August 3, 2022

Foster Care Youth: Their Hero

For their whole lives, he’s been their hero.  They looked to him when they were unsure of where to go next.  They looked to him for reassurance. They looked to...
Silhouette of a person saluting against a sunset sky.

For their whole lives, he’s been their hero.  They looked to him when they were unsure of where to go next.  They looked to him for reassurance.  They looked to him to chart their course forward.

At the end of the summer, their hero will disappear.  He’s ready to be a hero to more than his family.  He will enter boot camp and take an oath to protect and serve his nation.  For Brave R, protecting and serving has been his mission since he became a big brother.

There are such huge feelings happening with this impending change.  Excitement, pride, hope, fear, anxiety, sadness.  Brave R isn’t the only one contending with these feelings.  His younger siblings, who have looked to him for their entire lives, are now trying to imagine a world where Brave R isn’t right there.

In foster care, things shift suddenly.  Children enter care when family struggles become overwhelming and parents cannot safely care for their child(ren).  In many cases, the parenting falls to the older child(ren), who usher their younger siblings through day to day tasks.  They are the ones to provide a steadying hand, a calming voice, even a directive/corrective voice.  The younger ones count on the older children for guidance.  They can read the older sibling’s expression and know if they are safe or should be on guard.
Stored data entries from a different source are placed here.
use alloc::vec;
use alloc::vec::Vec;

use crate::linalg::LinalgError;
use crate::matrix::Matrix;
use crate::traits::FloatScalar;

/// Perform LU decomposition with partial pivoting, in place.
///
/// On return, `a` contains both L and U packed together:
/// - Upper triangle (including diagonal): U
/// - Lower triangle (excluding diagonal): L (diagonal of L is implicitly 1)
///
/// `perm` is filled with the row permutation indices.
/// Returns `true` if the number of row swaps was even.
///
/// The pivot threshold is machine epsilon scaled by the largest element
/// magnitude of the input, so near-singularity is judged relative to the
/// matrix rather than in absolute terms. Non-finite input is rejected as
/// `Singular` up front: letting a NaN or infinity through the elimination
/// would otherwise surface as a garbage result instead of an error.
pub(crate) fn lu_in_place<T: FloatScalar>(
    a: &mut Matrix<T>,
    perm: &mut [usize],
) -> Result<bool, LinalgError> {
    let n = a.nrows();
    debug_assert_eq!(n, a.ncols());
    debug_assert_eq!(n, perm.len());

    let mut scale = T::zero();
    for &x in a.as_slice() {
        if !x.is_finite() {
            return Err(LinalgError::Singular);
        }
        let m = x.abs();
        if m > scale {
            scale = m;
        }
    }
    if scale == T::zero() {
        return Err(LinalgError::Singular);
    }
    let tol = T::epsilon() * scale;

    for (i, p) in perm.iter_mut().enumerate() {
        *p = i;
    }

    let mut even = true;

    for col in 0..n {
        // Partial pivoting: pick the largest-magnitude candidate in this column
        let mut max_row = col;
        let mut max_val = a[(col, col)].abs();
        for row in (col + 1)..n {
            let val = a[(row, col)].abs();
            if val > max_val {
                max_val = val;
                max_row = row;
            }
        }

        if max_val < tol {
            return Err(LinalgError::Singular);
        }

        if max_row != col {
            perm.swap(col, max_row);
            for j in 0..n {
                let tmp = a[(col, j)];
                a[(col, j)] = a[(max_row, j)];
                a[(max_row, j)] = tmp;
            }
            even = !even;
        }

        // Doolittle elimination: store the multiplier in the L slot, then
        // subtract the scaled pivot row from each row below.
        let pivot = a[(col, col)];
        for row in (col + 1)..n {
            let factor = a[(row, col)] / pivot;
            a[(row, col)] = factor;
            for j in (col + 1)..n {
                a[(row, j)] = a[(row, j)] - factor * a[(col, j)];
            }
        }
    }

    Ok(even)
}

/// Solve Ax = b given the packed LU decomposition and permutation.
///
/// `lu` is the packed L/U matrix from `lu_in_place`.
/// `perm` is the row permutation from `lu_in_place`.
/// `b` (input) and `x` (output) are separate slices of length n.
pub(crate) fn lu_solve<T: FloatScalar>(lu: &Matrix<T>, perm: &[usize], b: &[T], x: &mut [T]) {
    let n = lu.nrows();

    // Apply permutation and forward substitution (solve Ly = Pb)
    for i in 0..n {
        let mut sum = b[perm[i]];
        for j in 0..i {
            sum = sum - lu[(i, j)] * x[j];
        }
        x[i] = sum;
    }

    // Back substitution (solve Ux = y)
    for i in (0..n).rev() {
        let mut sum = x[i];
        for j in (i + 1)..n {
            sum = sum - lu[(i, j)] * x[j];
        }
        x[i] = sum / lu[(i, i)];
    }
}

/// LU decomposition of a square matrix, with partial pivoting.
///
/// Stores the packed L/U factors and permutation vector.
/// Use `solve()`, `inverse()`, or `det()` to work with the decomposition.
///
/// # Example
///
/// ```
/// use normalis::{Lu, Matrix};
///
/// let a = Matrix::from_rows(2, 2, &[2.0_f64, 1.0, 5.0, 3.0]);
/// let lu = Lu::new(&a).unwrap();
///
/// let x = lu.solve(&[4.0, 11.0]).unwrap();
/// assert!((x[0] - 1.0).abs() < 1e-12);
/// assert!((x[1] - 2.0).abs() < 1e-12);
///
/// assert!((lu.det() - 1.0).abs() < 1e-12);
/// ```
#[derive(Debug)]
pub struct Lu<T> {
    lu: Matrix<T>,
    perm: Vec<usize>,
    even: bool,
}

impl<T: FloatScalar> Lu<T> {
    /// Decompose a matrix.
    ///
    /// Returns `NotSquare` for rectangular input and `Singular` when a
    /// pivot falls below the scaled epsilon threshold.
    pub fn new(a: &Matrix<T>) -> Result<Self, LinalgError> {
        if !a.is_square() {
            return Err(LinalgError::NotSquare {
                nrows: a.nrows(),
                ncols: a.ncols(),
            });
        }
        let n = a.nrows();
        let mut lu = a.clone();
        let mut perm = vec![0usize; n];
        let even = lu_in_place(&mut lu, &mut perm)?;
        Ok(Self { lu, perm, even })
    }

    /// Solve Ax = b for x.
    ///
    /// Returns `DimensionMismatch` if `b.len()` differs from the matrix size.
    pub fn solve(&self, b: &[T]) -> Result<Vec<T>, LinalgError> {
        let n = self.lu.nrows();
        if b.len() != n {
            return Err(LinalgError::DimensionMismatch {
                left: (n, n),
                right: (b.len(), 1),
            });
        }
        let mut x = vec![T::zero(); n];
        lu_solve(&self.lu, &self.perm, b, &mut x);
        Ok(x)
    }

    /// Compute the matrix inverse by solving against identity columns.
    pub fn inverse(&self) -> Matrix<T> {
        let n = self.lu.nrows();
        let mut inv = Matrix::zeros(n, n, T::zero());
        let mut e = vec![T::zero(); n];
        let mut col_buf = vec![T::zero(); n];

        for col in 0..n {
            if col > 0 {
                e[col - 1] = T::zero();
            }
            e[col] = T::one();

            lu_solve(&self.lu, &self.perm, &e, &mut col_buf);

            for row in 0..n {
                inv[(row, col)] = col_buf[row];
            }
        }

        inv
    }

    /// Compute the determinant from the pivot product and swap parity.
    pub fn det(&self) -> T {
        let n = self.lu.nrows();
        let mut d = if self.even {
            T::one()
        } else {
            T::zero() - T::one()
        };
        for i in 0..n {
            d = d * self.lu[(i, i)];
        }
        d
    }
}

/// Convenience methods on square matrices.
impl<T: FloatScalar> Matrix<T> {
    /// LU decomposition with partial pivoting.
    pub fn lu(&self) -> Result<Lu<T>, LinalgError> {
        Lu::new(self)
    }

    /// Compute the matrix inverse.
    ///
    /// The result is exact up to floating-point rounding; a matrix that
    /// cannot be inverted that way is reported as `Singular`, never
    /// approximated.
    ///
    /// ```
    /// use normalis::Matrix;
    /// let a = Matrix::from_rows(2, 2, &[4.0_f64, 7.0, 2.0, 6.0]);
    /// let a_inv = a.inverse().unwrap();
    /// let id = a.matmul(&a_inv).unwrap();
    /// assert!((id[(0, 0)] - 1.0).abs() < 1e-12);
    /// assert!(id[(0, 1)].abs() < 1e-12);
    /// ```
    pub fn inverse(&self) -> Result<Self, LinalgError> {
        Ok(self.lu()?.inverse())
    }

    /// Solve `Ax = b` for `x` via LU decomposition.
    ///
    /// ```
    /// use normalis::Matrix;
    /// let a = Matrix::from_rows(3, 3, &[
    ///     2.0_f64, 1.0, -1.0,
    ///     -3.0, -1.0, 2.0,
    ///     -2.0, 1.0, 2.0,
    /// ]);
    /// let x = a.solve(&[8.0, -11.0, -3.0]).unwrap();
    /// assert!((x[0] - 2.0).abs() < 1e-12);
    /// assert!((x[1] - 3.0).abs() < 1e-12);
    /// assert!((x[2] - (-1.0)).abs() < 1e-12);
    /// ```
    pub fn solve(&self, b: &[T]) -> Result<Vec<T>, LinalgError> {
        self.lu()?.solve(b)
    }
}
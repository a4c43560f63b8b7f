//! Gradient-magnitude edge detection.
//!
//! Sobel-style 3x3 kernels over the eight unit-offset neighbours of the sample point:
//!
//! ```text
//! Gv = f(x-1,y+1) + 2 f(x,y+1) + f(x+1,y+1) - f(x-1,y-1) - 2 f(x,y-1) - f(x+1,y-1)
//! Gh = f(x+1,y-1) + 2 f(x+1,y) + f(x+1,y+1) - f(x-1,y-1) - 2 f(x-1,y) - f(x-1,y+1)
//! ```
//!
//! The result is a binary map: WHITE where `sqrt(Gv² + Gh²)` exceeds the threshold.
use std::sync::Arc;

use glam::DVec2;
#[cfg(feature = "serde")]
use serde::{Deserialize, Serialize};

use crate::image::{Image, Intensity, BLACK, WHITE};

/// Parameters for edge detection.
#[cfg_attr(feature = "serde", derive(Serialize, Deserialize))]
#[derive(Clone, Copy, Debug, PartialEq)]
pub struct EdgeDetectParams {
    /// Magnitudes strictly above this are edges.
    pub threshold: f64,
}

/// Gradient magnitude of `image` at `p`.
pub fn gradient_magnitude(image: &Image, p: DVec2) -> f64 {
    let at = |dx: f64, dy: f64| i64::from(image.sample(p + DVec2::new(dx, dy)));

    let vertical = at(-1.0, 1.0) + 2 * at(0.0, 1.0) + at(1.0, 1.0)
        - at(-1.0, -1.0)
        - 2 * at(0.0, -1.0)
        - at(1.0, -1.0);
    let horizontal = at(1.0, -1.0) + 2 * at(1.0, 0.0) + at(1.0, 1.0)
        - at(-1.0, -1.0)
        - 2 * at(-1.0, 0.0)
        - at(-1.0, 1.0);

    ((vertical * vertical + horizontal * horizontal) as f64).sqrt()
}

/// WHITE if the gradient magnitude at `p` exceeds `threshold`, else BLACK.
#[inline]
pub fn detect(image: &Image, threshold: f64, p: DVec2) -> Intensity {
    if gradient_magnitude(image, p) > threshold {
        WHITE
    } else {
        BLACK
    }
}

impl Image {
    /// Binary edge map of the image.
    pub fn edge_detect(self, threshold: f64) -> Image {
        Image::EdgeDetect {
            input: Arc::new(self),
            params: EdgeDetectParams { threshold },
        }
    }
}

#[cfg(test)]
mod tests {
    use super::*;

    fn vertical_step() -> Image {
        Image::from_fn(|p: DVec2| if p.x < 0.0 { BLACK } else { WHITE })
    }

    #[test]
    fn flat_field_has_no_edges() {
        for value in [0, 17, 255, 1000] {
            for threshold in [0.0, 0.5, 100.0] {
                let image = Image::constant(value).edge_detect(threshold);
                for (x, y) in [(0.0, 0.0), (12.5, -3.0), (-100.0, 44.0)] {
                    assert_eq!(image.evaluate(x, y), BLACK);
                }
            }
        }
    }

    #[test]
    fn step_produces_edge_along_boundary() {
        let image = vertical_step().edge_detect(100.0);
        assert_eq!(image.evaluate(0.0, 0.0), WHITE);
        assert_eq!(image.evaluate(-1.0, 0.0), WHITE);
        assert_eq!(image.evaluate(-5.0, 0.0), BLACK);
        assert_eq!(image.evaluate(5.0, 3.0), BLACK);
    }

    #[test]
    fn step_gradient_is_purely_horizontal() {
        // Right column WHITE, left column BLACK: Gh = 4 * 255, Gv = 0.
        let magnitude = gradient_magnitude(&vertical_step(), DVec2::new(0.0, 0.0));
        assert!((magnitude - 1020.0).abs() < 1e-9);
    }

    #[test]
    fn threshold_is_strict() {
        let image = vertical_step().edge_detect(1020.0);
        assert_eq!(image.evaluate(0.0, 0.0), BLACK);
        let image = vertical_step().edge_detect(1019.9);
        assert_eq!(image.evaluate(0.0, 0.0), WHITE);
    }

    #[test]
    fn horizontal_step_drives_vertical_gradient() {
        let image = Image::from_fn(|p: DVec2| if p.y > 0.0 { WHITE } else { BLACK });
        let magnitude = gradient_magnitude(&image, DVec2::ZERO);
        assert!((magnitude - 1020.0).abs() < 1e-9);
    }
}
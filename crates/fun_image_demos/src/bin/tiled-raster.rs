use fun_image::prelude::*;
use fun_image_demos::{init_tracing, read_grid, write_grid};
use tracing::info;

/// Fallback source when no input file is given: a small rendering of the Mandelbrot set.
fn synthesized_grid() -> anyhow::Result<PixelGrid> {
    let fractal = Image::mandelbrot().scale_at_origin(40.0, 40.0)?.invert();
    Ok(rasterize(-100, 60, 27, -59, &fractal))
}

fn main() -> anyhow::Result<()> {
    init_tracing();

    // Optional input image path; any format readable as 8-bit luma
    let raster = match std::env::args().nth(1) {
        Some(path) => read_grid(path)?,
        None => {
            info!("No input image given, tiling a synthesized one.");
            synthesized_grid()?
        }
    };

    // Tile the raster over the plane, shrink it, and render twice the original extent
    let (image, width, height) = from_raster(raster, true)?;
    let image = image.scale_at_origin(0.3, 0.3)?;
    let (width, height) = (i32::try_from(width)?, i32::try_from(height)?);
    let tiled = rasterize(0, height * 2, width * 2, 0, &image);

    write_grid(&tiled, "tiled-raster.png")?;
    Ok(())
}
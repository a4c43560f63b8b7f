use fun_image::prelude::*;
use fun_image_demos::{init_tracing, write_grid};

fn main() -> anyhow::Result<()> {
    init_tracing();

    // Zoom deep into the seahorse valley, invert so the set is white, then tilt
    let chain = Chain::new()
        .then(Transform::scale_at_point(
            -0.7487666666666666,
            0.107017,
            1_000_000.0,
            1_000_000.0,
        ))
        .then(Transform::invert())
        .then(Transform::rotate_at_origin(45.0));
    let image = chain.apply(Image::mandelbrot())?;

    let config = RasterConfig::new(Region::new(-1000, 1000, 1000, -1000)).with_parallel(true);
    let rasterizer = Rasterizer::try_new(config)?;
    let grid = rasterizer.run(&image);

    write_grid(&grid, "mandelbrot-zoom.png")?;
    Ok(())
}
Transitions in foster care are often very fast.  There isn’t time to prepare, only time to go into survival mode and then try to adapt.  Feelings are buried because there’s no time to sort through them in the moment.

Typical, anticipated transitions can be very difficult for kids in care, because there is anticipatory grief.  They know a loss is coming, they have time and a safe space to sit with those feelings.  This is often the first time they’ve had that possibility and the emotions flood in.  Emotions related to the impending transition, emotions that have been stuffed down from other transitions and losses flood in.

For Brave R’s younger siblings, this is a lot.  Brave R is leaving them.  The “why” is known, but their hearts don’t care about why.  He is going away.  Despite being in the same fostering family home for many years (almost half their lives for the youngest two), they feel unmoored.  Foster Mama and Papa are seeing it.  They feel the loss coming, but of course have the coping skills, supports, and experience to navigate it.  For their youngest boys, boys they’ve provided care to for the last five plus years, they see the struggle to feel safe.  They see the push-pull of not wanting to let go, but also wanting to push away so the loss feels lessened.

Brave R has his eyes on the horizon.  He’s looking at his path forward, ready to navigate his future and show his siblings that there is life after foster care and it can be anything.  When he leaves, it will be his loss to bear, but he will be carrying with him the love for his brothers and upholding the oath he made to them, to show them the way.  He will no longer just be a hero for them, he will be a hero for his country.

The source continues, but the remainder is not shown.